Work out how many lines of the data hold the string "VerificationFilter", and reply with that number alone.

═════ Data to process ═════

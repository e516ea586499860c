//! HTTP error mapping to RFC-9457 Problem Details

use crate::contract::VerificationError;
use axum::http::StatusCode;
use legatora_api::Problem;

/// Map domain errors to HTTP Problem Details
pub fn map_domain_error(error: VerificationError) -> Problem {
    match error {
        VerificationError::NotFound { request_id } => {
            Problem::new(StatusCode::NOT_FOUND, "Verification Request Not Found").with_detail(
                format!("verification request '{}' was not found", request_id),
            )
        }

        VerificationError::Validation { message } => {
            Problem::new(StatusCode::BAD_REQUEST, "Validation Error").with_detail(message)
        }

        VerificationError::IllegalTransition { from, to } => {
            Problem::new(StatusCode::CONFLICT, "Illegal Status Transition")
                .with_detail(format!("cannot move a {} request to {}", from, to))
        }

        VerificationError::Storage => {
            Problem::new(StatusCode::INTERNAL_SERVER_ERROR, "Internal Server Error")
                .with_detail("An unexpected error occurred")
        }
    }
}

═════
═════ Data to process ═════

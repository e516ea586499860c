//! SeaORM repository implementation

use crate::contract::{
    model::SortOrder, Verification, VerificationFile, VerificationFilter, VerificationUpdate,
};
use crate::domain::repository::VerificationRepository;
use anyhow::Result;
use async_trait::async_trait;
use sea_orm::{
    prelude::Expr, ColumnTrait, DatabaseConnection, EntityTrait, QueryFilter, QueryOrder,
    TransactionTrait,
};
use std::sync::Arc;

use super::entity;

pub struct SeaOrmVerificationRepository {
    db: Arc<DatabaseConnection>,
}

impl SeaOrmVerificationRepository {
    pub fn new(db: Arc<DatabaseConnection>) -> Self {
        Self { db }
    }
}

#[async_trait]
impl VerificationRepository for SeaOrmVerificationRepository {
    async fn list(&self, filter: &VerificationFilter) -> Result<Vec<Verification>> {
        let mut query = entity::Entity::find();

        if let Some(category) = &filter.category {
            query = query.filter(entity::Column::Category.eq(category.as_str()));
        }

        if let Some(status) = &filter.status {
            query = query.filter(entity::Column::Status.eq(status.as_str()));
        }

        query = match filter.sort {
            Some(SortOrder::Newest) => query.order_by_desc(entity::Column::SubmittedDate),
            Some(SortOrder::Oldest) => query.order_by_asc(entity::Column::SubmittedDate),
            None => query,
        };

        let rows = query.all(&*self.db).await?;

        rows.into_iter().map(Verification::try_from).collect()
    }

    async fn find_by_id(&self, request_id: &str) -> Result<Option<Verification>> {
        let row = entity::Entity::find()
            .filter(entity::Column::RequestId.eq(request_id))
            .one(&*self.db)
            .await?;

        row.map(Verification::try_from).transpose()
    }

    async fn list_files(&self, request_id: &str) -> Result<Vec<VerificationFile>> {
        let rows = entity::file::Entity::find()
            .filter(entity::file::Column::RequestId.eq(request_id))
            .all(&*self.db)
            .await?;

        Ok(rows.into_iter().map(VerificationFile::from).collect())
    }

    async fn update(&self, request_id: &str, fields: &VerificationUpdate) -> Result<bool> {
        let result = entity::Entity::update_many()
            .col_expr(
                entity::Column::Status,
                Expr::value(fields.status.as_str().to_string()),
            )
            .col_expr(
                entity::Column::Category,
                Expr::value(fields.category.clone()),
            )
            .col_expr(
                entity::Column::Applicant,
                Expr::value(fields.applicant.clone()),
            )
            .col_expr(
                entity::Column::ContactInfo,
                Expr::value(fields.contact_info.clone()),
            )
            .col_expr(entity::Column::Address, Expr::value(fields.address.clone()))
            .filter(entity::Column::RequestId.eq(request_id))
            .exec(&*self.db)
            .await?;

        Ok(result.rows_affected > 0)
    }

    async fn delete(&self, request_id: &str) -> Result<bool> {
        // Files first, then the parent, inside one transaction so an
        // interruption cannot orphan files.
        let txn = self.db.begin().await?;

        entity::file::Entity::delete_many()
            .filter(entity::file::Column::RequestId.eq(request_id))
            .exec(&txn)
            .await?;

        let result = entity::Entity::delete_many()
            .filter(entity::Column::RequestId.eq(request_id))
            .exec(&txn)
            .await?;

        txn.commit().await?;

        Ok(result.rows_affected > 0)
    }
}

═════

### Expected answer
2